Stored data entries
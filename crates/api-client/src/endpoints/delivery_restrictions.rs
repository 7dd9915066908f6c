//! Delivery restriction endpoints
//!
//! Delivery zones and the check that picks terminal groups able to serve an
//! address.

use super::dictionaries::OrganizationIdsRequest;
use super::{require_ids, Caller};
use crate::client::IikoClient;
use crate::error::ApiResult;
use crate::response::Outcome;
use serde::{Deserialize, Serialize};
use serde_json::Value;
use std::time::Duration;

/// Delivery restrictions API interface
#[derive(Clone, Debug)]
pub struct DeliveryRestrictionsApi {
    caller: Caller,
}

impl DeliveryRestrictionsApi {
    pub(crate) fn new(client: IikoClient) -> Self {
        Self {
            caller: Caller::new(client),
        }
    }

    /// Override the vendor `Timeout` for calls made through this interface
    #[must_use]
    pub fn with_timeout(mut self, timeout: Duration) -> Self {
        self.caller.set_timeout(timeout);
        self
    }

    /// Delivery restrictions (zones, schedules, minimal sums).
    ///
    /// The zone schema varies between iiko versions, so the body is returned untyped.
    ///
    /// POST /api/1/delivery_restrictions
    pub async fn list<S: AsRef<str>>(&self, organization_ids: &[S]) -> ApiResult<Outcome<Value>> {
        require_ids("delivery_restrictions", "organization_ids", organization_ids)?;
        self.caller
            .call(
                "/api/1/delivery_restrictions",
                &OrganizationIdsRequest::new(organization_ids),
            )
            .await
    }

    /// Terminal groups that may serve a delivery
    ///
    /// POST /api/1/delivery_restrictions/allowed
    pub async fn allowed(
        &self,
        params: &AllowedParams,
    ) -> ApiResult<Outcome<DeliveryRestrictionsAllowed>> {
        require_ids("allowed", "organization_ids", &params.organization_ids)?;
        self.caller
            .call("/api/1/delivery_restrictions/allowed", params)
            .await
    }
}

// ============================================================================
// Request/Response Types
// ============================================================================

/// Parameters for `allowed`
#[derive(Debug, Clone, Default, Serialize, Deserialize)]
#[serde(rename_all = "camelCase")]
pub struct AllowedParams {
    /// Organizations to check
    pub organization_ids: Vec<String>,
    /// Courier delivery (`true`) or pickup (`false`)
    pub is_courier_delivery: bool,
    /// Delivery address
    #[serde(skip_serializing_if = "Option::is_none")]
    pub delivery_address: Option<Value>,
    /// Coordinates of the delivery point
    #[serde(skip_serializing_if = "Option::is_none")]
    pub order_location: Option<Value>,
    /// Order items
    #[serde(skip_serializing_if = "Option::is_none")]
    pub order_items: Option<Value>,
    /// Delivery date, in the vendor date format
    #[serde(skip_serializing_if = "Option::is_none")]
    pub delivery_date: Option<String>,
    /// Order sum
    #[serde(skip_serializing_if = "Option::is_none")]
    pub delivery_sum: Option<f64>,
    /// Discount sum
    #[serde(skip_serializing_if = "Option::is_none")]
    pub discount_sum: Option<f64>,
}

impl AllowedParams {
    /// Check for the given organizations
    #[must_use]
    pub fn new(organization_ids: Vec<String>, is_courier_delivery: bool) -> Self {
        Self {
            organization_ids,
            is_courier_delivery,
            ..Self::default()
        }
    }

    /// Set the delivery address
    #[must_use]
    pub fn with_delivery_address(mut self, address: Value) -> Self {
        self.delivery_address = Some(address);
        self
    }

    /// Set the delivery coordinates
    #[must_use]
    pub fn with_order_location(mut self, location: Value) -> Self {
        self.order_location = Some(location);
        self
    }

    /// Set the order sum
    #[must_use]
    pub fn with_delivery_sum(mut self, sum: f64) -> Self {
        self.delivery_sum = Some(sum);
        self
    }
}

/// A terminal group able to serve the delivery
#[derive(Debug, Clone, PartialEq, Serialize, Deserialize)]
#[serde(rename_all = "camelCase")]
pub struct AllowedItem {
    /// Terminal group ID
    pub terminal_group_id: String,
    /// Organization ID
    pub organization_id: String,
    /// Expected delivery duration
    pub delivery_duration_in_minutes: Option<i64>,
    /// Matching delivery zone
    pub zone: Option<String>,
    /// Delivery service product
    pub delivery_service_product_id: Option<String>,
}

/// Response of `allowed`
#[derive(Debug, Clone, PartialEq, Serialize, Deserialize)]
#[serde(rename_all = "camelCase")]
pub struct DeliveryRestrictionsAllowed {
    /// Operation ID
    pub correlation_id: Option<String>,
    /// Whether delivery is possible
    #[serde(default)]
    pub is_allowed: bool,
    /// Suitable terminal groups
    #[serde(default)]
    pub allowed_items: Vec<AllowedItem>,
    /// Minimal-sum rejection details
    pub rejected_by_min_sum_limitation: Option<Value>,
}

**Work task:**
Reproduce each line from the records that contains the word "ApiResult".

**Solution:**
use crate::error::ApiResult;
    pub async fn list<S: AsRef<str>>(&self, organization_ids: &[S]) -> ApiResult<Outcome<Value>> {
    ) -> ApiResult<Outcome<DeliveryRestrictionsAllowed>> {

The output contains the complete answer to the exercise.